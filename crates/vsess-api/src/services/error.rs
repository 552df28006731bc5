//! Session service errors.

use thiserror::Error;
use tracing::error;

use vsess_media::MediaError;
use vsess_storage::StorageError;

pub type SessionResult<T> = Result<T, SessionError>;

/// Failures of session operations, as reported to clients.
///
/// Messages are safe to show: they never carry filesystem paths or FFmpeg
/// output. The underlying cause is logged where the error is created.
#[derive(Debug, Error)]
pub enum SessionError {
    #[error("{0}")]
    Validation(String),

    #[error("{0}")]
    NotFound(String),

    #[error("{0}")]
    Decode(String),

    #[error("{0}")]
    Encode(String),

    #[error("{0}")]
    Internal(String),
}

impl SessionError {
    pub fn validation(msg: impl Into<String>) -> Self {
        Self::Validation(msg.into())
    }

    pub fn not_found(msg: impl Into<String>) -> Self {
        Self::NotFound(msg.into())
    }

    pub fn internal(msg: impl Into<String>) -> Self {
        Self::Internal(msg.into())
    }

    /// Machine readable error kind.
    pub fn code(&self) -> &'static str {
        match self {
            Self::Validation(_) => "validation_error",
            Self::NotFound(_) => "not_found",
            Self::Decode(_) => "decode_error",
            Self::Encode(_) => "encode_error",
            Self::Internal(_) => "internal_error",
        }
    }

    /// Log a storage failure and describe it without internals.
    pub(crate) fn from_storage(context: &str, err: StorageError) -> Self {
        match err {
            StorageError::NotFound(_) | StorageError::InvalidName(_) => {
                Self::not_found(format!("{} not found", context))
            }
            other => {
                error!(error = %other, "Storage failure: {}", context);
                Self::internal(format!("{} failed", context))
            }
        }
    }

    /// Log a decode-side media failure.
    pub(crate) fn decode(context: &str, err: MediaError) -> Self {
        Self::from_media(context, err, Self::Decode)
    }

    /// Log an encode-side media failure.
    pub(crate) fn encode(context: &str, err: MediaError) -> Self {
        Self::from_media(context, err, Self::Encode)
    }

    fn from_media(context: &str, err: MediaError, kind: fn(String) -> Self) -> Self {
        if let Some(stderr) = err.stderr() {
            error!(error = %err, stderr = %stderr, "Media failure: {}", context);
        } else {
            error!(error = %err, "Media failure: {}", context);
        }

        match err {
            e if e.is_tooling_missing() => Self::internal("video tooling is not available"),
            MediaError::Timeout(secs) => kind(format!("{} timed out after {} seconds", context, secs)),
            MediaError::Io(_) | MediaError::Internal(_) => Self::internal(format!("{} failed", context)),
            _ => kind(format!("{} failed", context)),
        }
    }
}

#[cfg(test)]
mod tests {
    use super::*;
    use std::path::PathBuf;

    #[test]
    fn test_codes() {
        assert_eq!(SessionError::validation("x").code(), "validation_error");
        assert_eq!(SessionError::not_found("x").code(), "not_found");
        assert_eq!(SessionError::internal("x").code(), "internal_error");
    }

    #[test]
    fn test_media_errors_hide_details() {
        let err = SessionError::decode(
            "frame decode",
            MediaError::ffmpeg_failed("failed", Some("/srv/uploads/abc.mp4: Invalid data".into()), Some(1)),
        );
        assert!(matches!(err, SessionError::Decode(_)));
        assert_eq!(err.to_string(), "frame decode failed");

        let err = SessionError::decode("probe", MediaError::FileNotFound(PathBuf::from("/srv/x")));
        assert!(!err.to_string().contains("/srv"));
    }

    #[test]
    fn test_timeouts_keep_their_kind() {
        let err = SessionError::encode("render", MediaError::Timeout(1800));
        assert!(matches!(err, SessionError::Encode(_)));
        assert!(err.to_string().contains("1800"));
    }

    #[test]
    fn test_missing_tooling_is_internal() {
        let err = SessionError::encode("render", MediaError::FfmpegNotFound);
        assert!(matches!(err, SessionError::Internal(_)));
    }

    #[test]
    fn test_storage_not_found() {
        let err = SessionError::from_storage("artifact", StorageError::not_found("x.mp4"));
        assert!(matches!(err, SessionError::NotFound(_)));
        assert_eq!(err.to_string(), "artifact not found");
    }
}
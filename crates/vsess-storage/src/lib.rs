//! Local storage for the video session service.
//!
//! This crate provides:
//! - Streaming upload persistence under the storage root
//! - A staging area and atomic artifact publication
//! - Artifact lookup for download
//! - The asset registry trait and its in-memory implementation

pub mod error;
pub mod fs_utils;
pub mod local;
pub mod registry;

pub use error::{StorageError, StorageResult};
pub use local::{LocalStore, StoredUpload, UploadWriter};
pub use registry::{AssetRegistry, InMemoryRegistry};
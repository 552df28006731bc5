//! Frame preview handler.

use axum::extract::rejection::QueryRejection;
use axum::extract::{Query, State};
use axum::http::header;
use axum::response::{IntoResponse, Response};
use serde::Deserialize;

use vsess_models::encoding::FRAME_CONTENT_TYPE;

use crate::error::{ApiError, ApiResult};
use crate::handlers::params;
use crate::state::AppState;

/// Header reporting the frame index actually returned.
pub const FRAME_INDEX_HEADER: &str = "x-frame-index";

#[derive(Debug, Deserialize)]
pub struct FrameQuery {
    pub file_id: Option<String>,
    #[serde(default, deserialize_with = "params::lenient_i64")]
    pub frame_index: Option<i64>,
}

/// Decode one frame as PNG.
///
/// GET /frame?file_id=...&frame_index=N
pub async fn frame(
    State(state): State<AppState>,
    query: Result<Query<FrameQuery>, QueryRejection>,
) -> ApiResult<Response> {
    let Query(query) =
        query.map_err(|_| ApiError::validation("frame_index must be an integer"))?;
    let file_id = query
        .file_id
        .filter(|id| !id.is_empty())
        .ok_or_else(|| ApiError::validation("file_id is required"))?;

    let image = state
        .session
        .frame(&file_id, query.frame_index.unwrap_or(0))
        .await?;

    Ok((
        [
            (header::CONTENT_TYPE, FRAME_CONTENT_TYPE.to_string()),
            (header::CACHE_CONTROL, "no-store".to_string()),
            (
                header::HeaderName::from_static(FRAME_INDEX_HEADER),
                image.index.to_string(),
            ),
        ],
        image.png,
    )
        .into_response())
}
impl SessionService {
    pub fn new(
        config: &SessionConfig,
        store: LocalStore,
        registry: Arc<dyn AssetRegistry>,
        toolkit: Arc<dyn VideoToolkit>,
    ) -> Self {
        Self {
            store,
            registry,
            toolkit,
            transform_permits: Arc::new(Semaphore::new(config.max_concurrent_transforms.max(1))),
            min_width: config.min_video_width,
            min_height: config.min_video_height,
        }
    }

    /// Store an uploaded video and register it.
    ///
    /// `chunks` is consumed as it arrives; the upload is never held in
    /// memory. Bytes that turn out not to be a usable video are deleted
    /// before returning the error.
    pub async fn ingest<S, B, E>(&self, filename: &str, chunks: S) -> SessionResult<VideoAsset>
    where
        S: Stream<Item = Result<B, E>>,
        B: AsRef<[u8]>,
        E: Display,
    {
        let started = Instant::now();
        let filename = sanitize_filename(filename);
        let id = AssetId::new();

        let mut writer = self
            .store
            .create_upload(&id, &filename)
            .await
            .map_err(|e| SessionError::from_storage("upload", e))?;

        pin_mut!(chunks);
        while let Some(chunk) = chunks.next().await {
            let written = match chunk {
                Ok(bytes) => writer.write_chunk(bytes.as_ref()).await,
                Err(e) => {
                    warn!(file_id = %id, error = %e, "Upload interrupted");
                    discard_writer(writer).await;
                    metrics::record_upload("interrupted");
                    return Err(SessionError::validation("upload was interrupted"));
                }
            };
            if let Err(e) = written {
                discard_writer(writer).await;
                return Err(SessionError::from_storage("upload", e));
            }
        }

        if writer.written() == 0 {
            discard_writer(writer).await;
            metrics::record_upload("empty");
            return Err(SessionError::validation("uploaded file is empty"));
        }

        let upload = writer
            .finish()
            .await
            .map_err(|e| SessionError::from_storage("upload", e))?;

        let info = match self.toolkit.probe(&upload.path).await {
            Ok(info) => info,
            Err(e) => {
                self.discard_upload(&upload).await;
                metrics::record_upload("unreadable");
                return Err(SessionError::decode("reading the uploaded video", e));
            }
        };

        if info.width < self.min_width || info.height < self.min_height {
            self.discard_upload(&upload).await;
            metrics::record_upload("too_small");
            return Err(SessionError::validation(format!(
                "video is {}x{}, minimum is {}x{}",
                info.width, info.height, self.min_width, self.min_height
            )));
        }

        let asset = build_asset(&upload, filename, &info);
        if let Err(e) = self.registry.insert_asset(asset.clone()).await {
            self.discard_upload(&upload).await;
            metrics::record_upload("failed");
            return Err(SessionError::from_storage("asset registration", e));
        }

        metrics::record_upload("ok");
        metrics::record_ffmpeg_duration("ingest", started.elapsed().as_secs_f64());
        info!(
            file_id = %asset.id,
            width = asset.width,
            height = asset.height,
            frame_count = asset.frame_count,
            size_bytes = asset.size_bytes,
            "Ingested upload"
        );
        Ok(asset)
    }

    /// Decode one frame of an asset as PNG.
    ///
    /// Out of range indices resolve to the first or last frame.
    pub async fn frame(&self, file_id: &str, frame_index: i64) -> SessionResult<FrameImage> {
        let asset = self.resolve_asset(file_id).await?;
        let index = clamp_frame_index(frame_index, asset.frame_count);
        let source = self.source_path(&asset)?;

        let started = Instant::now();
        let png = self
            .toolkit
            .extract_frame(&source, index, asset.fps)
            .await
            .map_err(|e| SessionError::decode("frame decode", e))?;

        metrics::record_frame_served();
        metrics::record_ffmpeg_duration("frame", started.elapsed().as_secs_f64());
        debug!(file_id = %asset.id, frame_index = index, bytes = png.len(), "Frame decoded");

        Ok(FrameImage { index, png })
    }

    /// Render a cropped copy of an asset and publish it.
    ///
    /// The rectangle is clamped to the frame; a rectangle that does not
    /// overlap the frame at all is rejected and nothing is created.
    pub async fn transform(
        &self,
        file_id: &str,
        crop: CropRect,
        layout: OutputLayout,
    ) -> SessionResult<DerivedArtifact> {
        let asset = self.resolve_asset(file_id).await?;
        let clamped = crop
            .clamp_to(asset.width, asset.height)
            .map_err(|e| SessionError::validation(e.to_string()))?;
        let source = self.source_path(&asset)?;

        let _permit = self
            .transform_permits
            .acquire()
            .await
            .map_err(|_| SessionError::internal("transform queue closed"))?;

        let name = ArtifactName::generate(&asset.id);
        let staging = self.store.staging_path(&name);
        info!(
            file_id = %asset.id,
            out_file = %name,
            layout = %layout,
            x = clamped.x,
            y = clamped.y,
            width = clamped.width,
            height = clamped.height,
            "Starting transform"
        );

        let started = Instant::now();
        let rendered = match self.toolkit.render(&source, &staging, &clamped, layout).await {
            Ok(rendered) => rendered,
            Err(e) => {
                self.discard_staging(&name).await;
                metrics::record_transform(layout.as_str(), "failed");
                return Err(SessionError::encode("transform", e));
            }
        };

        let size_bytes = match self.store.publish_artifact(&name).await {
            Ok(size) => size,
            Err(e) => {
                self.discard_staging(&name).await;
                metrics::record_transform(layout.as_str(), "failed");
                return Err(SessionError::from_storage("artifact publication", e));
            }
        };

        let artifact = DerivedArtifact {
            name,
            source: asset.id.clone(),
            crop: clamped,
            layout,
            width: rendered.width,
            height: rendered.height,
            size_bytes,
            created_at: Utc::now(),
        };

        // Refused when the asset was deleted while rendering.
        if let Err(e) = self.registry.insert_artifact(artifact.clone()).await {
            if let Err(cleanup) = self.store.remove_artifact(&artifact.name).await {
                warn!(out_file = %artifact.name, error = %cleanup, "Failed to remove unregistered artifact");
            }
            metrics::record_transform(layout.as_str(), "failed");
            return Err(match e {
                StorageError::NotFound(_) => SessionError::not_found("video not found"),
                other => SessionError::from_storage("artifact registration", other),
            });
        }

        let elapsed = started.elapsed().as_secs_f64();
        metrics::record_transform(layout.as_str(), "ok");
        metrics::record_ffmpeg_duration("transform", elapsed);
        info!(
            file_id = %asset.id,
            out_file = %artifact.name,
            width = artifact.width,
            height = artifact.height,
            duration_secs = elapsed,
            "Transform published"
        );
        Ok(artifact)
    }

    /// Open a published artifact by name.
    pub async fn download(&self, out_file: &str) -> SessionResult<ArtifactDownload> {
        let name = ArtifactName::parse(out_file).map_err(|_| SessionError::not_found("file not found"))?;
        let (file, size_bytes) = self
            .store
            .open_artifact(&name)
            .await
            .map_err(|e| SessionError::from_storage("file", e))?;

        Ok(ArtifactDownload {
            name,
            file,
            size_bytes,
        })
    }

    /// The asset record and the artifacts rendered from it.
    pub async fn asset_details(&self, file_id: &str) -> SessionResult<AssetDetails> {
        let asset = self.resolve_asset(file_id).await?;
        let artifacts = self
            .registry
            .artifacts_for(&asset.id)
            .await
            .map_err(|e| SessionError::from_storage("artifact lookup", e))?;
        Ok(AssetDetails { asset, artifacts })
    }

    /// Delete an asset, its source bytes and every artifact derived from it.
    pub async fn delete_asset(&self, file_id: &str) -> SessionResult<DeletedAsset> {
        let id = AssetId::parse(file_id).ok_or_else(|| SessionError::not_found("video not found"))?;
        let (asset, registered) = self
            .registry
            .remove_asset(&id)
            .await
            .map_err(|e| SessionError::from_storage("asset removal", e))?
            .ok_or_else(|| SessionError::not_found("video not found"))?;

        self.store
            .discard_upload(&asset.source_file)
            .await
            .map_err(|e| SessionError::from_storage("source removal", e))?;

        // Artifacts published before a restart are on disk but not registered.
        let mut names: Vec<ArtifactName> = registered.into_iter().map(|a| a.name).collect();
        let on_disk = self
            .store
            .list_artifacts_for(&id)
            .await
            .map_err(|e| SessionError::from_storage("artifact lookup", e))?;
        for name in on_disk {
            if !names.contains(&name) {
                names.push(name);
            }
        }

        for name in &names {
            self.store
                .remove_artifact(name)
                .await
                .map_err(|e| SessionError::from_storage("artifact removal", e))?;
        }

        info!(file_id = %id, artifacts_removed = names.len(), "Deleted asset");
        Ok(DeletedAsset {
            file_id: id,
            artifacts_removed: names.len(),
        })
    }

    /// Clear stale staging files and, if `reregister`, register every stored
    /// upload that is not registered yet.
    ///
    /// Unreadable uploads are left on disk and skipped.
    pub async fn restore(&self, reregister: bool) -> SessionResult<RestoreSummary> {
        let mut summary = RestoreSummary {
            staging_removed: self
                .store
                .sweep_staging()
                .await
                .map_err(|e| SessionError::from_storage("staging sweep", e))?,
            ..RestoreSummary::default()
        };

        if !reregister {
            return Ok(summary);
        }

        let uploads = self
            .store
            .list_uploads()
            .await
            .map_err(|e| SessionError::from_storage("upload listing", e))?;

        for upload in uploads {
            if self.registry_asset(&upload.id).await?.is_some() {
                summary.already_registered += 1;
                continue;
            }

            match self.toolkit.probe(&upload.path).await {
                Ok(info) => {
                    let asset = build_asset(&upload, upload.file_name.clone(), &info);
                    self.registry
                        .insert_asset(asset)
                        .await
                        .map_err(|e| SessionError::from_storage("asset registration", e))?;
                    summary.restored += 1;
                }
                Err(e) => {
                    warn!(file_id = %upload.id, error = %e, "Skipping unreadable stored upload");
                    summary.unreadable += 1;
                }
            }
        }

        info!(
            restored = summary.restored,
            already_registered = summary.already_registered,
            unreadable = summary.unreadable,
            staging_removed = summary.staging_removed,
            "Restored stored uploads"
        );
        Ok(summary)
    }

    /// Check the media toolkit and the storage root.
    pub async fn readiness(&self) -> ReadinessReport {
        ReadinessReport {
            toolkit: self.toolkit.check_available().map_err(|e| e.to_string()),
            storage: self
                .store
                .check_writable()
                .await
                .map_err(|_| "storage root is not writable".to_string()),
        }
    }

    async fn resolve_asset(&self, file_id: &str) -> SessionResult<VideoAsset> {
        let id = AssetId::parse(file_id).ok_or_else(|| SessionError::not_found("video not found"))?;
        self.registry_asset(&id)
            .await?
            .ok_or_else(|| SessionError::not_found("video not found"))
    }

    async fn registry_asset(&self, id: &AssetId) -> SessionResult<Option<VideoAsset>> {
        self.registry
            .get_asset(id)
            .await
            .map_err(|e| SessionError::from_storage("asset lookup", e))
    }

    fn source_path(&self, asset: &VideoAsset) -> SessionResult<std::path::PathBuf> {
        self.store
            .source_path(&asset.source_file)
            .map_err(|e| SessionError::from_storage("source video", e))
    }

    async fn discard_upload(&self, upload: &StoredUpload) {
        if let Err(e) = self.store.discard_upload(&upload.file_name).await {
            warn!(file_id = %upload.id, error = %e, "Failed to discard upload");
        }
    }

    async fn discard_staging(&self, name: &ArtifactName) {
        if let Err(e) = self.store.discard_staging(name).await {
            warn!(out_file = %name, error = %e, "Failed to discard staging file");
        }
    }
}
* * * * * * * * *
-- Problem to solve --
Can you repeat, word for word, every line above from the one containing "let name = ArtifactName::parse(out_file).map_err(|_|" down to the one containing "pub async fn asset_details(&self, file_id: &str)", including both?

-- Result of the exercise --
        let name = ArtifactName::parse(out_file).map_err(|_| SessionError::not_found("file not found"))?;
        let (file, size_bytes) = self
            .store
            .open_artifact(&name)
            .await
            .map_err(|e| SessionError::from_storage("file", e))?;

        Ok(ArtifactDownload {
            name,
            file,
            size_bytes,
        })
    }

    /// The asset record and the artifacts rendered from it.
    pub async fn asset_details(&self, file_id: &str) -> SessionResult<AssetDetails> {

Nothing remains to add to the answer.